Meredith Schwartz, Executive Editor, LJ
I’ve been reading Julie McElwain’s A Twist in Time (Pegasus Crime). It’s Criminal Minds meets Georgette Heyer meets Outlander…our heroine is an FBI agent who has time-traveled back to the English Regency period, where she’s trying to solve a murder, resist a love interest that might tie her to a chauvinistic era, and somehow get back home. On paper it’s a perfect storm of my interests, but in practice I’m finding it doesn’t quite jell.
I’ve also been reading a bunch of British crime classics reissued by Poisoned Pen Press. Sadly, none so far has turned out to be another Sayers—though one, Alan Melville’s Quick Curtain, was blurbed by her (“Blows the solemn structure of the detective novel sky-high”).
Ashleigh Williams, Editorial Assistant, SLJ
I just started reading Dhonielle Clayton’s The Belles (Freeform) last night.

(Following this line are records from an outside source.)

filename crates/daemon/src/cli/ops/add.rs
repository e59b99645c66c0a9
use std::env;
use std::fmt;
use std::path::PathBuf;

use clap::Args;
use owo_colors::OwoColorize;

use fastdoc_daemon::http_server::api::client::ApiError;
use fastdoc_daemon::http_server::api::v0::docs::{RegisterRequest, RegisterResponse};

#[derive(Args, Debug, Clone)]
pub struct Add {
    /// Markdown or HTML file to copy into the docs directory
    pub path: String,
}

#[derive(Debug)]
pub struct AddOutput {
    pub path: String,
    pub name: String,
}

impl fmt::Display for AddOutput {
    fn fmt(&self, f: &mut fmt::Formatter<'_>) -> fmt::Result {
        writeln!(f, "{} {}", "Added".green().bold(), self.name.bold())?;
        write!(f, "  {} {}", "path:".dimmed(), self.path)
    }
}

#[derive(Debug, thiserror::Error)]
pub enum AddError {
    #[error("API error: {0}")]
    Api(#[from] ApiError),
    #[error("I/O error: {0}")]
    Io(#[from] std::io::Error),
}

#[async_trait::async_trait]
impl crate::cli::op::Op for Add {
    type Error = AddError;
    type Output = AddOutput;

    async fn execute(&self, ctx: &crate::cli::op::OpContext) -> Result<Self::Output, Self::Error> {
        let mut client = ctx.client.clone();

        // Resolve against this process's working directory, not the
        // daemon's
        let path = PathBuf::from(&self.path);
        let absolute_path = if path.is_absolute() {
            path
        } else {
            env::current_dir()?.join(&path)
        };

        let request = RegisterRequest {
            source_path: absolute_path.display().to_string(),
        };
        let response: RegisterResponse = client.call(request).await?;

        Ok(AddOutput {
            path: response.path,
            name: response.name,
        })
    }
}
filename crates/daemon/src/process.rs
//! Service lifecycle: bind, serve, shut down.

use std::net::SocketAddr;

use tokio::net::TcpListener;
use tokio::sync::oneshot;
use tokio::task::JoinHandle;

use crate::http_server;
use crate::service_config::Config;
use crate::service_state::{State, StateSetupError};

#[derive(Debug, thiserror::Error)]
pub enum ServiceError {
    #[error(transparent)]
    Setup(#[from] StateSetupError),

    #[error("failed to bind {0}: {1}")]
    Bind(SocketAddr, #[source] std::io::Error),
}

/// Handle over a running service. Dropping it without calling
/// [`ShutdownHandle::shutdown`] leaves the server running until the
/// process exits.
#[derive(Debug)]
pub struct ShutdownHandle {
    shutdown: Option<oneshot::Sender<()>>,
    task: JoinHandle<()>,
}

impl ShutdownHandle {
    /// Signals the server to stop accepting connections and drain.
    pub fn shutdown(&mut self) {
        if let Some(sender) = self.shutdown.take() {
            let _ = sender.send(());
        }
    }

    /// Waits for the serve task to finish.
    pub async fn wait(self) {
        let _ = self.task.await;
    }
}

/// Starts the document service and HTTP server, returning the live
/// state and a handle to stop it. The returned state already reflects
/// the initial scan of the docs directory.
pub async fn start_service(config: &Config) -> Result<(State, ShutdownHandle), ServiceError> {
    let state = State::from_config(config).await?;
    let app = http_server::router(state.clone(), config.assets_dir.as_deref());

    let listener = TcpListener::bind(config.api_listen_addr)
        .await
        .map_err(|e| ServiceError::Bind(config.api_listen_addr, e))?;
    let addr = listener
        .local_addr()
        .map_err(|e| ServiceError::Bind(config.api_listen_addr, e))?;
    tracing::info!(%addr, docs_dir = %state.docs_dir().display(), "fastdoc api listening");

    let (shutdown_tx, shutdown_rx) = oneshot::channel::<()>();
    let task = tokio::spawn(async move {
        let result = axum::serve(listener, app)
            .with_graceful_shutdown(async move {
                let _ = shutdown_rx.await;
            })
            .await;
        if let Err(e) = result {
            tracing::error!(error = %e, "http server exited with an error");
        }
    });

    Ok((
        state,
        ShutdownHandle {
            shutdown: Some(shutdown_tx),
            task,
        },
    ))
}

/// Runs the service in the foreground until Ctrl-C.
pub async fn spawn_service(config: &Config) -> Result<(), ServiceError> {
    let _log_guard = init_tracing(config);

    let (_state, mut handle) = start_service(config).await?;

    if let Err(e) = tokio::signal::ctrl_c().await {
        tracing::error!(error = %e, "failed to listen for shutdown signal");
    }
    tracing::info!("shutting down");
    handle.shutdown();
    handle.wait().await;

    Ok(())
}

/// Installs the global tracing subscriber. The returned guard must
/// stay alive for the duration of the process when file logging is
/// enabled, or buffered log lines are lost.
fn init_tracing(config: &Config) -> Option<tracing_appender::non_blocking::WorkerGuard> {
    let filter =
        tracing_subscriber::EnvFilter::from_default_env().add_directive(config.log_level.into());

    match &config.log_dir {
        Some(dir) => {
            let appender = tracing_appender::rolling::daily(dir, "fastdoc.log");
            let (writer, guard) = tracing_appender::non_blocking(appender);
            let _ = tracing_subscriber::fmt()
                .with_env_filter(filter)
                .with_writer(writer)
                .with_ansi(false)
                .try_init();
            Some(guard)
        }
        None => {
            let _ = tracing_subscriber::fmt().with_env_filter(filter).try_init();
            None
        }
    }
}
use axum::extract::{Json, State};
use axum::response::{IntoResponse, Response};
use common::index::DocMeta;
use reqwest::{Client, RequestBuilder, Url};
use serde::{Deserialize, Serialize};

use crate::http_server::api::client::ApiRequest;
use crate::ServiceState;

#[derive(Debug, Clone, Serialize, Deserialize)]
pub struct ListRequest {}

#[derive(Debug, Clone, Serialize, Deserialize)]
pub struct ListResponse {
    pub docs: Vec<DocMeta>,
}

pub async fn handler(State(state): State<ServiceState>) -> Response {
    let docs = state.index().read().list();
    (http::StatusCode::OK, Json(ListResponse { docs })).into_response()
}

impl ApiRequest for ListRequest {
    type Response = ListResponse;

    fn build_request(self, base_url: &Url, client: &Client) -> RequestBuilder {
        let full_url = base_url.join("/api/v0/docs").unwrap();
        client.get(full_url)
    }
}
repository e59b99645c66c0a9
#[derive(Debug, thiserror::Error)]
pub enum ApiError {
    #[error("http transport error: {0}")]
    Transport(#[from] reqwest::Error),

    #[error("request failed with status {0}: {1}")]
    HttpStatus(reqwest::StatusCode, String),

    #[error("{0}")]
    Other(String),
}
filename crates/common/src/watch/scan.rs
//! Initial backfill of the documents directory.

use std::path::Path;

use walkdir::{DirEntry, WalkDir};

use super::WatchEvent;

/// Walks the directory tree and emits an `Added` event for every
/// regular file, so existing documents flow through the same path as
/// live changes. Hidden files and directories are skipped entirely;
/// unreadable entries are logged and skipped. Returns the number of
/// events emitted.
pub fn scan_existing(root: &Path, mut emit: impl FnMut(WatchEvent)) -> usize {
    let mut emitted = 0;
    let walker = WalkDir::new(root)
        .follow_links(false)
        .into_iter()
        .filter_entry(|entry| entry.depth() == 0 || !is_hidden(entry));

    for entry in walker {
        let entry = match entry {
            Ok(entry) => entry,
            Err(e) => {
                tracing::warn!(error = %e, "skipping unreadable directory entry");
                continue;
            }
        };
        if entry.file_type().is_file() {
            emit(WatchEvent::added(entry.into_path()));
            emitted += 1;
        }
    }
    emitted
}

fn is_hidden(entry: &DirEntry) -> bool {
    entry.file_name().to_string_lossy().starts_with('.')
}
//! Filesystem observation for the documents directory.
//!
//! Change notifications flow through a flume channel: the notify-backed
//! [`WatchSource`] and the initial [`scan_existing`] pass produce
//! [`WatchEvent`]s, and a single [`WatchBridge`] applies them to the
//! shared index. Readers see the directory converge shortly after any
//! external change.

use std::path::{Component, Path, PathBuf};

use anyhow::Result;

mod bridge;
mod scan;
mod source;

pub use bridge::WatchBridge;
pub use scan::scan_existing;
pub use source::{WatchError, WatchSource};

/// What happened to a path inside the documents directory.
#[derive(Debug, Clone, Copy, PartialEq, Eq)]
pub enum WatchKind {
    Added,
    Changed,
    Removed,
}

/// A single filesystem change notification.
#[derive(Debug, Clone)]
pub struct WatchEvent {
    pub kind: WatchKind,
    pub path: PathBuf,
}

impl WatchEvent {
    pub fn added(path: impl Into<PathBuf>) -> Self {
        Self {
            kind: WatchKind::Added,
            path: path.into(),
        }
    }

    pub fn changed(path: impl Into<PathBuf>) -> Self {
        Self {
            kind: WatchKind::Changed,
            path: path.into(),
        }
    }

    pub fn removed(path: impl Into<PathBuf>) -> Self {
        Self {
            kind: WatchKind::Removed,
            path: path.into(),
        }
    }
}

/// Event dispatcher that can be cloned and shared across tasks
///
/// Lightweight handle for pushing watch events into the bridge from
/// the watcher callback or anywhere else.
#[derive(Debug, Clone)]
pub struct EventDispatcher {
    tx: flume::Sender<WatchEvent>,
}

impl EventDispatcher {
    /// Create a new dispatcher and receiver pair
    ///
    /// The dispatcher can be cloned freely, while the receiver should
    /// be handed to the bridge worker.
    pub fn new() -> (Self, EventReceiver) {
        let (tx, rx) = flume::unbounded();
        (Self { tx }, EventReceiver { rx })
    }

    /// Push an event to the bridge
    ///
    /// Non-blocking; fails only once the receiver has been dropped.
    pub fn dispatch(&self, event: WatchEvent) -> Result<()> {
        self.tx
            .send(event)
            .map_err(|_| anyhow::anyhow!("watch event receiver has been dropped"))
    }
}

/// Receiving end of the watch event channel
#[derive(Debug)]
pub struct EventReceiver {
    rx: flume::Receiver<WatchEvent>,
}

impl EventReceiver {
    /// Receive the next event (blocking)
    ///
    /// Returns None when all dispatchers have been dropped.
    pub fn recv(&self) -> Option<WatchEvent> {
        self.rx.recv().ok()
    }

    /// Try to receive an event without blocking
    pub fn try_recv(&self) -> Option<WatchEvent> {
        self.rx.try_recv().ok()
    }

    /// Stream adapter for async consumers
    pub fn into_async(self) -> flume::r#async::RecvStream<'static, WatchEvent> {
        self.rx.into_stream()
    }
}

/// Whether a path under the watch root has a dot-leading component.
///
/// Hidden files and directories stay invisible to the whole system,
/// so they are dropped here at the observation boundary. Paths that
/// do not sit under the root are treated as hidden too.
pub(crate) fn is_hidden_under(root: &Path, path: &Path) -> bool {
    let Ok(rel) = path.strip_prefix(root) else {
        return true;
    };
    rel.components().any(|component| {
        matches!(
            component,
            Component::Normal(part) if part.to_string_lossy().starts_with('.')
        )
    })
}

#[cfg(test)]
mod tests {
    use super::*;

    #[test]
    fn test_dispatch_and_recv() {
        let (dispatcher, receiver) = EventDispatcher::new();
        dispatcher.dispatch(WatchEvent::added("/tmp/a.md")).unwrap();
        let event = receiver.recv().unwrap();
        assert_eq!(event.kind, WatchKind::Added);
        assert_eq!(event.path, PathBuf::from("/tmp/a.md"));
    }

    #[test]
    fn test_dispatch_fails_after_receiver_drop() {
        let (dispatcher, receiver) = EventDispatcher::new();
        drop(receiver);
        assert!(dispatcher.dispatch(WatchEvent::removed("/tmp/a.md")).is_err());
    }

    #[test]
    fn test_hidden_paths() {
        let root = Path::new("/docs");
        assert!(!is_hidden_under(root, Path::new("/docs/a.md")));
        assert!(!is_hidden_under(root, Path::new("/docs/sub/a.md")));
        assert!(is_hidden_under(root, Path::new("/docs/.hidden.md")));
        assert!(is_hidden_under(root, Path::new("/docs/.git/config.md")));
        assert!(is_hidden_under(root, Path::new("/docs/sub/.draft.md")));
        // outside the root entirely
        assert!(is_hidden_under(root, Path::new("/elsewhere/a.md")));
    }
}
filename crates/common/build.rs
fn main() {
    // Compile-time build metadata surfaced through `version::BuildInfo`.
    println!(
        "cargo:rustc-env=BUILD_TIMESTAMP={}",
        chrono::Utc::now().to_rfc3339()
    );
    println!(
        "cargo:rustc-env=BUILD_PROFILE={}",
        std::env::var("PROFILE").unwrap_or_else(|_| "unknown".to_string())
    );
}
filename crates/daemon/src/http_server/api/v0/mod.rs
pub mod docs;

I don’t usually gravitate toward books with beauty, opulence, or royalty as major components (I’m aware this says more about me than it does about the books themselves), but I’ve heard such great buzz, and I deeply respect and admire Clayton’s work as part of #WeNeedDiverseBooks; I just had to check it out! So far, there’s a lot of fruity dessert imagery, which I can thoroughly get behind. Sixteen-year-old Camellia Beauregard is one of six Belles in the mythical kingdom of Orléans. Blessed by the Goddess of Beauty with ancient powers, Belles are young women prized for their ability to physically transform the kingdom’s cursed citizens who are born withered and gray, with red eyes and hair like coarse straw. I can’t quite gauge where the plot is headed (I’m only 29 pages in), but I’m already feeling that root of unease that usually signals a great story’s ahead!